Planning ahead for health personnel

As part of provinces’ quest to put their scarce health resources to the best use, provincial health management recently held a workshop with the World Health Organisation (WHO) to plan what personnel they will need in future

As part of provinces’ quest to put their scarce health resources to the best use, provincial health management recently held a workshop with the World Health Organisation (WHO) to plan what personnel they will need in future.

Dr Thomas Hall, a WHO representative and world expert on health care systems, showed senior provincial health managers how to plan how many health care personnel they would need in years to come ‘€“ on the computer.

Hall was a guest of the Department of Community Health at the University of the Witwatersrand in Johannesburg.

“I have been working with WHO to improve methods to establish size and composition of the workforce needed in future years,” said Hall, who has worked in 40 countries.

He said this crucial information was used to advise medical schools and nursing colleges on how many people to train.

Hall has helped to develop a computer model so countries can put in data and different scenarios for how they would like the health care sector to develop.

He said all over the world, health care systems operated in crisis. “What this model is trying to do is, in the longer term, get a better health system and improve the quality not quantity of care.” He said 10% of health depended on a good health system.
“Because it takes so many years to train a nurse or doctor, we have to plan ahead.”

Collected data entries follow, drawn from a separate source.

pub mod json;
pub mod table;
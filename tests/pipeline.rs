use std::cell::RefCell;
use std::collections::VecDeque;

use tsd::completion::{CompletionClient, CompletionResponse};
use tsd::error::Stage;
use tsd::merge::MISSING_CONTENT_PLACEHOLDER;
use tsd::pipeline::{Pipeline, PipelineSettings};
use tsd::prompt::Prompts;
use tsd::{DigestError, Result};

/// Replays canned responses in order and records every request.
#[derive(Default)]
struct ScriptedClient {
    responses: RefCell<VecDeque<Result<CompletionResponse>>>,
    calls: RefCell<Vec<(String, String)>>,
}

impl ScriptedClient {
    fn with(responses: Vec<Result<CompletionResponse>>) -> Self {
        Self {
            responses: RefCell::new(responses.into()),
            calls: RefCell::default(),
        }
    }

    fn reply(content: &str) -> Result<CompletionResponse> {
        Ok(CompletionResponse::from_contents([Some(content)]))
    }

    fn calls(&self) -> Vec<(String, String)> {
        self.calls.borrow().clone()
    }
}

impl CompletionClient for ScriptedClient {
    fn complete(&self, system_prompt: &str, user_content: &str) -> Result<CompletionResponse> {
        self.calls
            .borrow_mut()
            .push((system_prompt.to_string(), user_content.to_string()));
        self.responses
            .borrow_mut()
            .pop_front()
            .expect("unexpected completion call")
    }
}

fn prompts() -> Prompts {
    Prompts {
        preprocess: "PRE".to_string(),
        summary: "SUM".to_string(),
        introduction: "INTRO".to_string(),
    }
}

fn pipeline(client: &ScriptedClient, settings: PipelineSettings) -> Pipeline<&ScriptedClient> {
    Pipeline::new(client, prompts(), settings)
}

const MEETING: &str = "日期：2024-01-01\n00:05 发言人1: hello\n00:50 发言人2: world\n31:10 发言人1: bye\n";

#[test]
fn test_preprocess_calls_once_per_chunk_in_order() {
    let client = ScriptedClient::with(vec![
        ScriptedClient::reply("clean a\n\nclean b"),
        Ok(CompletionResponse::from_contents([None, Some(""), Some("clean c")])),
        Ok(CompletionResponse::default()),
    ]);
    let settings = PipelineSettings {
        chunk_size: 2,
        ..Default::default()
    };

    let result = pipeline(&client, settings).preprocess("a\nb\nc\nd\ne").unwrap();
    assert_eq!(
        result,
        format!("clean a\nclean b\nclean c\n{MISSING_CONTENT_PLACEHOLDER}")
    );

    let calls = client.calls();
    assert_eq!(calls.len(), 3);
    assert!(calls.iter().all(|(system, _)| system == "PRE"));
    let users: Vec<&str> = calls.iter().map(|(_, u)| u.as_str()).collect();
    assert_eq!(users, vec!["a\nb", "c\nd", "e"]);
}

#[test]
fn test_preprocess_rejects_empty_input() {
    let client = ScriptedClient::default();
    let err = pipeline(&client, PipelineSettings::default())
        .preprocess("")
        .unwrap_err();
    assert!(matches!(err, DigestError::EmptyInput));
    assert!(client.calls().is_empty());
}

#[test]
fn test_preprocess_propagates_external_failure() {
    let client = ScriptedClient::with(vec![
        ScriptedClient::reply("ok"),
        Err(DigestError::ExternalCall {
            status: 500,
            body: "boom".to_string(),
        }),
    ]);
    let settings = PipelineSettings {
        chunk_size: 1,
        ..Default::default()
    };
    let err = pipeline(&client, settings).preprocess("a\nb\nc").unwrap_err();
    assert!(matches!(err, DigestError::ExternalCall { status: 500, .. }));
    // No retry, no further chunks.
    assert_eq!(client.calls().len(), 2);
}

#[test]
fn test_summary_parses_json_content() {
    let client = ScriptedClient::with(vec![ScriptedClient::reply(r#"{"topics": ["预算"]}"#)]);
    let result = pipeline(&client, PipelineSettings::default())
        .summarize(MEETING)
        .unwrap();
    assert_eq!(result, serde_json::json!({ "topics": ["预算"] }));

    let calls = client.calls();
    assert_eq!(calls.len(), 1);
    let (system, user) = &calls[0];
    assert_eq!(system, "SUM");
    assert!(user.starts_with("以下是按30分钟区间划分的会议内容，请据此生成议题：\n"));
    assert!(user.contains("\"time_range\": \"00:05-00:50\""));
    assert!(user.contains("\"time_range\": \"31:10-31:10\""));
    assert!(user.ends_with(&format!("原始完整记录：\n{MEETING}")));
}

#[test]
fn test_summary_falls_back_to_text() {
    let client = ScriptedClient::with(vec![ScriptedClient::reply("not json at all")]);
    let result = pipeline(&client, PipelineSettings::default())
        .summarize(MEETING)
        .unwrap();
    assert_eq!(result, serde_json::json!({ "summary": "not json at all" }));
}

#[test]
fn test_summary_uses_first_nonempty_choice() {
    let client = ScriptedClient::with(vec![Ok(CompletionResponse::from_contents([
        Some(""),
        Some("{\"ok\": true}"),
    ]))]);
    let result = pipeline(&client, PipelineSettings::default())
        .summarize(MEETING)
        .unwrap();
    assert_eq!(result["ok"], true);
}

#[test]
fn test_summary_missing_content_is_fatal() {
    let client = ScriptedClient::with(vec![Ok(CompletionResponse::default())]);
    let err = pipeline(&client, PipelineSettings::default())
        .summarize(MEETING)
        .unwrap_err();
    assert!(matches!(
        err,
        DigestError::ContentMissing {
            stage: Stage::Summary
        }
    ));
}

#[test]
fn test_summary_without_date_header_is_segmentation_error() {
    let client = ScriptedClient::default();
    let err = pipeline(&client, PipelineSettings::default())
        .summarize("00:05 发言人1: hello")
        .unwrap_err();
    assert!(matches!(err, DigestError::Segmentation));
    assert!(client.calls().is_empty());
}

#[test]
fn test_unparseable_transcript_is_parse_error() {
    let client = ScriptedClient::default();
    let p = pipeline(&client, PipelineSettings::default());
    assert!(matches!(p.summarize("hello"), Err(DigestError::Parse)));
    assert!(matches!(p.introduce("hello"), Err(DigestError::Parse)));
}

#[test]
fn test_introduction_spliced_text_must_be_json() {
    // After the splice the overview heading and time-stamped blocks are
    // plain text, so the document no longer parses; there is no fallback.
    let content = "{\"chapters\": [\n### 章节速览\n1. 开场\n2. 收尾\n3. 多余\n### 要点回顾\n\"done\"]}";
    let client = ScriptedClient::with(vec![ScriptedClient::reply(content)]);
    let settings = PipelineSettings {
        intro_interval_minutes: 30,
        ..Default::default()
    };

    let err = pipeline(&client, settings).introduce(MEETING).unwrap_err();
    assert!(matches!(err, DigestError::MalformedStructuredOutput(_)));
    assert_eq!(client.calls()[0], ("INTRO".to_string(), MEETING.to_string()));
}

#[test]
fn test_introduction_without_overview_returns_json() {
    let client = ScriptedClient::with(vec![ScriptedClient::reply(r#"{"title": "周会"}"#)]);
    let result = pipeline(&client, PipelineSettings::default())
        .introduce(MEETING)
        .unwrap();
    assert_eq!(result, serde_json::json!({ "title": "周会" }));
}

#[test]
fn test_introduction_only_reads_first_choice() {
    let client = ScriptedClient::with(vec![Ok(CompletionResponse::from_contents([
        Some(""),
        Some("{}"),
    ]))]);
    let err = pipeline(&client, PipelineSettings::default())
        .introduce(MEETING)
        .unwrap_err();
    assert!(matches!(
        err,
        DigestError::ContentMissing {
            stage: Stage::Introduction
        }
    ));
}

In South Africa, only 1 100 doctors graduate each year from eight medical schools.
“One rule of thumb is a 10% change in the intake of medical students results in a 2% change in the supply of doctors,” he said. Participants made 15 to 20 year projections in the last two days of the workshop by putting in their own provincial data.

They worked on how to look ahead in terms of, for example, numbers and distribution of beds and clinics and a breakdown of the different staff needed in hospitals and clinics.
Hall said problems in the country included “maldistribution” of personnel, a tendency towards overspecialisation, and too many resources going into hospitals instead of more going to prevention programmes.
But Hall said he was positive about South Africa and said the country was, within a primary health care focus, “trying to reduce inequalities and give important emphasis to quality, all on a very thin budget.”